Material provided -
____
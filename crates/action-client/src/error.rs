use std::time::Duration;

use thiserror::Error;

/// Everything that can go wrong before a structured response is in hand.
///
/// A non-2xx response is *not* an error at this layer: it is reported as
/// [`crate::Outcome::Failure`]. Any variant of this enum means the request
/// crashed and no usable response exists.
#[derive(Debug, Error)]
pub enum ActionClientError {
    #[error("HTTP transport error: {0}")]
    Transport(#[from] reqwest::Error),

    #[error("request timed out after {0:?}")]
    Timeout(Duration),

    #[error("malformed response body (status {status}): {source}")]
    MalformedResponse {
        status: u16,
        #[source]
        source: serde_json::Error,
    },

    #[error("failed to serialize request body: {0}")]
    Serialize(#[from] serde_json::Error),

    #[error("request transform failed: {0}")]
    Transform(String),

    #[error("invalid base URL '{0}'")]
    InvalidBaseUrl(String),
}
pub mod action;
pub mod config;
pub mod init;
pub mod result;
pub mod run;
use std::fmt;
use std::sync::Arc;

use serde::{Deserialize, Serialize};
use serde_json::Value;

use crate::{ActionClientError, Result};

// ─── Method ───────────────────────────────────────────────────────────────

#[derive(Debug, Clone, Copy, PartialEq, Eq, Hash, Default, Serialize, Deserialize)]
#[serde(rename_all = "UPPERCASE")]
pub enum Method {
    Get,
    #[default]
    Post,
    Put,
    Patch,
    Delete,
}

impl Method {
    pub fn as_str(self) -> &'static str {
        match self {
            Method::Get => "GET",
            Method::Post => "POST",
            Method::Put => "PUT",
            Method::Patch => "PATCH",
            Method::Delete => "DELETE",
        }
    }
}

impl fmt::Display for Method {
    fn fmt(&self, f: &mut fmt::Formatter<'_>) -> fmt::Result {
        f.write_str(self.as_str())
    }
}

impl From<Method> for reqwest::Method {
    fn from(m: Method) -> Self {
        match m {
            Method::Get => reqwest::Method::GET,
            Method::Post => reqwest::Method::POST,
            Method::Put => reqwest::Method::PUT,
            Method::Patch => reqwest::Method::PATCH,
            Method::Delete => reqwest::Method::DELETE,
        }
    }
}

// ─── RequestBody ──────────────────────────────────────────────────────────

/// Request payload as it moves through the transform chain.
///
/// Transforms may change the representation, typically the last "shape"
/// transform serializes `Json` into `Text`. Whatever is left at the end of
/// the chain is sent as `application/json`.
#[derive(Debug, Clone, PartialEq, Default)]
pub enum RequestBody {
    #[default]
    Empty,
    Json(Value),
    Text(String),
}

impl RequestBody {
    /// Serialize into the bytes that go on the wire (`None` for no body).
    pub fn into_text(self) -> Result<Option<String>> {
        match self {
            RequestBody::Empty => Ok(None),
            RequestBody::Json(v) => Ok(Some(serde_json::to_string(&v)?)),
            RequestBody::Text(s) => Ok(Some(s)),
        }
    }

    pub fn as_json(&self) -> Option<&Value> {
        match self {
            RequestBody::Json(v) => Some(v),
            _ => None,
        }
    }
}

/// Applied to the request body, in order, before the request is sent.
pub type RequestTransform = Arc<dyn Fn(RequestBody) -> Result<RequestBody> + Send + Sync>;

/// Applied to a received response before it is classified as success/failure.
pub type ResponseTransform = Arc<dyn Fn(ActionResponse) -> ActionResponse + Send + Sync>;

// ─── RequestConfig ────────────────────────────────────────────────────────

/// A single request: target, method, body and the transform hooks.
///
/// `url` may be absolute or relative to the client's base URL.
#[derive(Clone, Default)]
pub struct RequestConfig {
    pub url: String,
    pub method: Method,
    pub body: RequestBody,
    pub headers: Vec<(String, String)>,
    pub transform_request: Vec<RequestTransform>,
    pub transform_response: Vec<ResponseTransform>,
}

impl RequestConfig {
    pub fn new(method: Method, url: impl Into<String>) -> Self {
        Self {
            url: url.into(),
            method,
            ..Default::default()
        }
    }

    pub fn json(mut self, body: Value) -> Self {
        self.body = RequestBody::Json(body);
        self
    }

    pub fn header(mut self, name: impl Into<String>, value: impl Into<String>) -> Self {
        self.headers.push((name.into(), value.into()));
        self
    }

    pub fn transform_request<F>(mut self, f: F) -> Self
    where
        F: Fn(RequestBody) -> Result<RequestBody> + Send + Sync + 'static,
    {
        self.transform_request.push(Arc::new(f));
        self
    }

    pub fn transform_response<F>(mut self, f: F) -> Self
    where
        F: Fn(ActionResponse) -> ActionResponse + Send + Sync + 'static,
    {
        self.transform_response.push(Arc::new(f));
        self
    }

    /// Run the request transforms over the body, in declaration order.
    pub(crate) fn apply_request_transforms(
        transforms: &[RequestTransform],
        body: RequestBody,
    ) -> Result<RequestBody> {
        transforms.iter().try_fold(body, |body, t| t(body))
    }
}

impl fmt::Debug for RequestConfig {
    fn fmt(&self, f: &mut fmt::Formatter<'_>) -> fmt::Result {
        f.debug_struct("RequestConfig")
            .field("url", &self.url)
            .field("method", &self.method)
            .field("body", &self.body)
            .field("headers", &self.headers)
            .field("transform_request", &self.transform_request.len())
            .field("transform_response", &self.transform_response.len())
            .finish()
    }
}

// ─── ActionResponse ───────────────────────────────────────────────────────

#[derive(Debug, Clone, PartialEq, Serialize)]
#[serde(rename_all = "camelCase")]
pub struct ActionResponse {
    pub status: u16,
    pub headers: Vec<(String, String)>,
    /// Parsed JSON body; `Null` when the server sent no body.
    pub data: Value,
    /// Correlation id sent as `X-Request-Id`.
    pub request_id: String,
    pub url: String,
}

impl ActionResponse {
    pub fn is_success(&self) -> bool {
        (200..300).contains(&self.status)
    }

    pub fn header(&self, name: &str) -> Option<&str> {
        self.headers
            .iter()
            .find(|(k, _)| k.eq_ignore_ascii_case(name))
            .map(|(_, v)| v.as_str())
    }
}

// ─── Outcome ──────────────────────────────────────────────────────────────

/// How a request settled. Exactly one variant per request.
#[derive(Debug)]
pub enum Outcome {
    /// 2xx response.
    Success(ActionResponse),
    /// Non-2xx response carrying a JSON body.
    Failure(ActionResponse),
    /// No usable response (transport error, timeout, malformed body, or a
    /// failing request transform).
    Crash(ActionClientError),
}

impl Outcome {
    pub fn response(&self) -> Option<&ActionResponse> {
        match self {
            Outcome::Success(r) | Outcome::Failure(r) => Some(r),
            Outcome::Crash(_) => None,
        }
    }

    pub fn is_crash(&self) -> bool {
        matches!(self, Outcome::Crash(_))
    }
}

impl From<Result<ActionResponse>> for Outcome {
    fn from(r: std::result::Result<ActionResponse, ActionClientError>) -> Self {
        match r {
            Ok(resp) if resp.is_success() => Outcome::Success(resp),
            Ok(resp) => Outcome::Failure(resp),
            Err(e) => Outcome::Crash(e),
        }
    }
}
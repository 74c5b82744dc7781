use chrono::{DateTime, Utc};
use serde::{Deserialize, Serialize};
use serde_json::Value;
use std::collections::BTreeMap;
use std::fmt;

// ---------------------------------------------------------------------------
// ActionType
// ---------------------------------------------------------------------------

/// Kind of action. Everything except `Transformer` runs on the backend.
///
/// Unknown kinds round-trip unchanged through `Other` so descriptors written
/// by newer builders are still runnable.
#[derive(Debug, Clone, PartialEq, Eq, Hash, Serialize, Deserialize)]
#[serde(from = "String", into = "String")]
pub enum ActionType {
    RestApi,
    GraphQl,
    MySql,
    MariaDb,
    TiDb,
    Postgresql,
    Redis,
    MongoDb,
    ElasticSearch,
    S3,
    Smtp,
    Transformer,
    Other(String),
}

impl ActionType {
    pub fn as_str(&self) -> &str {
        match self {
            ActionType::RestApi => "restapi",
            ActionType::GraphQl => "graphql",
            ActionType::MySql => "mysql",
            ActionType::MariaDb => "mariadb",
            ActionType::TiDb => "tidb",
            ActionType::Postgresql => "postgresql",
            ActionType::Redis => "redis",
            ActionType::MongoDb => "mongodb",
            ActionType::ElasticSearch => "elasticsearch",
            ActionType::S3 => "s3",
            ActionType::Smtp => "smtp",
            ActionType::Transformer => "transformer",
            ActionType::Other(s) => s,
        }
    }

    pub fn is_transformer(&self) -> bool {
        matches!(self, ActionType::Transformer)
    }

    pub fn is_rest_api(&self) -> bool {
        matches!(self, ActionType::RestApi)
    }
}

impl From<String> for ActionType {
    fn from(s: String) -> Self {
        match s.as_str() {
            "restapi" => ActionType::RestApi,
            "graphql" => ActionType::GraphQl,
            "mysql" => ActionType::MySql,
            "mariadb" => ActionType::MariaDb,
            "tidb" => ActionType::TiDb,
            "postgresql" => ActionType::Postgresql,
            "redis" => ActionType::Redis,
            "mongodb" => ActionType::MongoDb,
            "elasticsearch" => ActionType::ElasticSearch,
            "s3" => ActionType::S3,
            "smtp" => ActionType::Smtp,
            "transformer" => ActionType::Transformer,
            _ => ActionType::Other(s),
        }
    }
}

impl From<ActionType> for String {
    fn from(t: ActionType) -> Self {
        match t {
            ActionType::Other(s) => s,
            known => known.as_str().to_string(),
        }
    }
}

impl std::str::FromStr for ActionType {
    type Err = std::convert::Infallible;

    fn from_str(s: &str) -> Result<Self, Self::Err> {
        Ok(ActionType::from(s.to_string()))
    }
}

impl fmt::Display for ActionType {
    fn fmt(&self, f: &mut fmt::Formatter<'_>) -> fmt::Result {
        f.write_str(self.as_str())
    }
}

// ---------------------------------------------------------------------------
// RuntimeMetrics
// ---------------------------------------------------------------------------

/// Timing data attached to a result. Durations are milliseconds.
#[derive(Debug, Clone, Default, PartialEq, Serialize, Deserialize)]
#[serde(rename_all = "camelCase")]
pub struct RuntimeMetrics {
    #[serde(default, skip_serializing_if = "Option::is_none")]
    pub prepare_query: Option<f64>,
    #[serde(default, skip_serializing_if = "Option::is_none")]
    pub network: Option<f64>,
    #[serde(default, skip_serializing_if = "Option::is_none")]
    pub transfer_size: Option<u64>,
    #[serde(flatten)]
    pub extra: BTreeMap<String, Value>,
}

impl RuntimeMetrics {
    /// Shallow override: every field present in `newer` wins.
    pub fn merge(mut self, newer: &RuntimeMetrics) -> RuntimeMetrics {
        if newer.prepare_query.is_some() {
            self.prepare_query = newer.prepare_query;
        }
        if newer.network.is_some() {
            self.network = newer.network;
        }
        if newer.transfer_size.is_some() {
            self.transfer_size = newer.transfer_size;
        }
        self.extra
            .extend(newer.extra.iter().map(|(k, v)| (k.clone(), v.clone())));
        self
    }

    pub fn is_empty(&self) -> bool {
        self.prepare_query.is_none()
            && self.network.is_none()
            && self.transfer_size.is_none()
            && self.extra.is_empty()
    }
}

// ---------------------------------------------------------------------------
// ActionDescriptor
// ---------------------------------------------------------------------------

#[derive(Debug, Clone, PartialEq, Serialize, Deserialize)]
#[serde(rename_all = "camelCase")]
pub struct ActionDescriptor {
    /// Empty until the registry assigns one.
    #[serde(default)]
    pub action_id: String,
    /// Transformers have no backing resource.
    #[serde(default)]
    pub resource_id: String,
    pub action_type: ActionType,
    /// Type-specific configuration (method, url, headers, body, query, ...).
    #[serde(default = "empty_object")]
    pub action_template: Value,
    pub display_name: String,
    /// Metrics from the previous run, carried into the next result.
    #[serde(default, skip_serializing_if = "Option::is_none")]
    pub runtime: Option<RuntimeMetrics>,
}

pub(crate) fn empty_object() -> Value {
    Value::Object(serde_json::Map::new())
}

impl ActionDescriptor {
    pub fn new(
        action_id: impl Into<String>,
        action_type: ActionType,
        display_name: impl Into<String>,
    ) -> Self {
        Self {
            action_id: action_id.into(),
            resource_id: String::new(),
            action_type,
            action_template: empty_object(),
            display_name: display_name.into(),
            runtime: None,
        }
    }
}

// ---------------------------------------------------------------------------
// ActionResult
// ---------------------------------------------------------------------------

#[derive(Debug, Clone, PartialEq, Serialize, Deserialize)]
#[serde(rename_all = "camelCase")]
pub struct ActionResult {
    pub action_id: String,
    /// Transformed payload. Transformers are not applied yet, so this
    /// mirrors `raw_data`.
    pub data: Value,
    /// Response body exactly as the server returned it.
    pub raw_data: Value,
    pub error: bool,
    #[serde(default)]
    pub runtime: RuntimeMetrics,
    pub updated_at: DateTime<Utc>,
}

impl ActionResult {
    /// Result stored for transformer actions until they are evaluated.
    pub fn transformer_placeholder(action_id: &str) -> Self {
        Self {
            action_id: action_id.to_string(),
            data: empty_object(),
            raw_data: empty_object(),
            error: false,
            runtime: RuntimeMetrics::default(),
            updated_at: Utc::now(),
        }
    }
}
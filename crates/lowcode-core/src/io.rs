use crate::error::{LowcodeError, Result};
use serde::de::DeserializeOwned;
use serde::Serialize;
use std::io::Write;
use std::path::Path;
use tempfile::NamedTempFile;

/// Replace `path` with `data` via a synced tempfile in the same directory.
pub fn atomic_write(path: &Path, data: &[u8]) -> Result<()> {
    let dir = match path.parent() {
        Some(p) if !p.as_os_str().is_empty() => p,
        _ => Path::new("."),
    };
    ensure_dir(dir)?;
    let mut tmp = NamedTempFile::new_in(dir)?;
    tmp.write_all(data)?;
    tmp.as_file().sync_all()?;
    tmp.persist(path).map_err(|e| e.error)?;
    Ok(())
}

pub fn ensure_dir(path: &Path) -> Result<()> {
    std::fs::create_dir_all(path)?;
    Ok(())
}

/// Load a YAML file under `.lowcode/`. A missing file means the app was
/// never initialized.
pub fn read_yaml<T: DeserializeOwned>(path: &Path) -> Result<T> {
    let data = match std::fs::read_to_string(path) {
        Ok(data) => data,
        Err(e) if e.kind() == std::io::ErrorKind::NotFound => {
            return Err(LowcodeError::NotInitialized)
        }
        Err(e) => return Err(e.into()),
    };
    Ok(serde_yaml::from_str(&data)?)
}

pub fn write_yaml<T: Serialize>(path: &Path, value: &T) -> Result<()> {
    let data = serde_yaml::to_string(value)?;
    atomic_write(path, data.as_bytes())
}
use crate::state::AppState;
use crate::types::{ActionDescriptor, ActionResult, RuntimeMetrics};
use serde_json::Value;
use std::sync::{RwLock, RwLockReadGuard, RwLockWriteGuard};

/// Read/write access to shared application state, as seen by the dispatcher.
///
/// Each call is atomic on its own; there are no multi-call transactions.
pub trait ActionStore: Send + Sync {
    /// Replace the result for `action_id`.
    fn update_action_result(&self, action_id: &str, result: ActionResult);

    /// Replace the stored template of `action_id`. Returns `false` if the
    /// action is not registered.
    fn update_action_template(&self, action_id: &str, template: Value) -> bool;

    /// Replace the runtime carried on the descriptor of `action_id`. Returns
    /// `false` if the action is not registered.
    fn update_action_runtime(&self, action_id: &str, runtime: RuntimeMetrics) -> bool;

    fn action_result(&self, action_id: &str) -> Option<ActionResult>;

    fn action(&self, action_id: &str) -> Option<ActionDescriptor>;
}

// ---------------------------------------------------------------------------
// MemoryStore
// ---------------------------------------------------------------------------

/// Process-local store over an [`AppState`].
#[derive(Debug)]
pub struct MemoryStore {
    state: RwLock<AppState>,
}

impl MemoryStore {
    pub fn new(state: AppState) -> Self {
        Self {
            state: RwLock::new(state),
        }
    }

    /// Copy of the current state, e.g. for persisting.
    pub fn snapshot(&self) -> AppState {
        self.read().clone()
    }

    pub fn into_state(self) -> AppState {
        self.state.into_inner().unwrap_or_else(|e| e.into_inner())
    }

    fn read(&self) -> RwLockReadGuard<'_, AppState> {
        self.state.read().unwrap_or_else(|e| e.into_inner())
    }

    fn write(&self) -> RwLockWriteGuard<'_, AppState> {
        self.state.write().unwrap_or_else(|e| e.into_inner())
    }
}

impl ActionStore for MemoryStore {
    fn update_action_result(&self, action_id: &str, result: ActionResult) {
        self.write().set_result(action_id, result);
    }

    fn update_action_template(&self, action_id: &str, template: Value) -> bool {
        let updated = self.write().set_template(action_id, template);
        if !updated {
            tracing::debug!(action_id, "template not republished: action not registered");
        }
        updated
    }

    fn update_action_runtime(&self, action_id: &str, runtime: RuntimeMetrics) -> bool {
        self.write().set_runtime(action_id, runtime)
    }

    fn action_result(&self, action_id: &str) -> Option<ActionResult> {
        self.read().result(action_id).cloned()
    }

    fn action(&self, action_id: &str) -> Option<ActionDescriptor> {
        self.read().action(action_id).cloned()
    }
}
____
Your response should be each line that includes the word "RwLockReadGuard", copied from the records.

use std::sync::{RwLock, RwLockReadGuard, RwLockWriteGuard};
    fn read(&self) -> RwLockReadGuard<'_, AppState> {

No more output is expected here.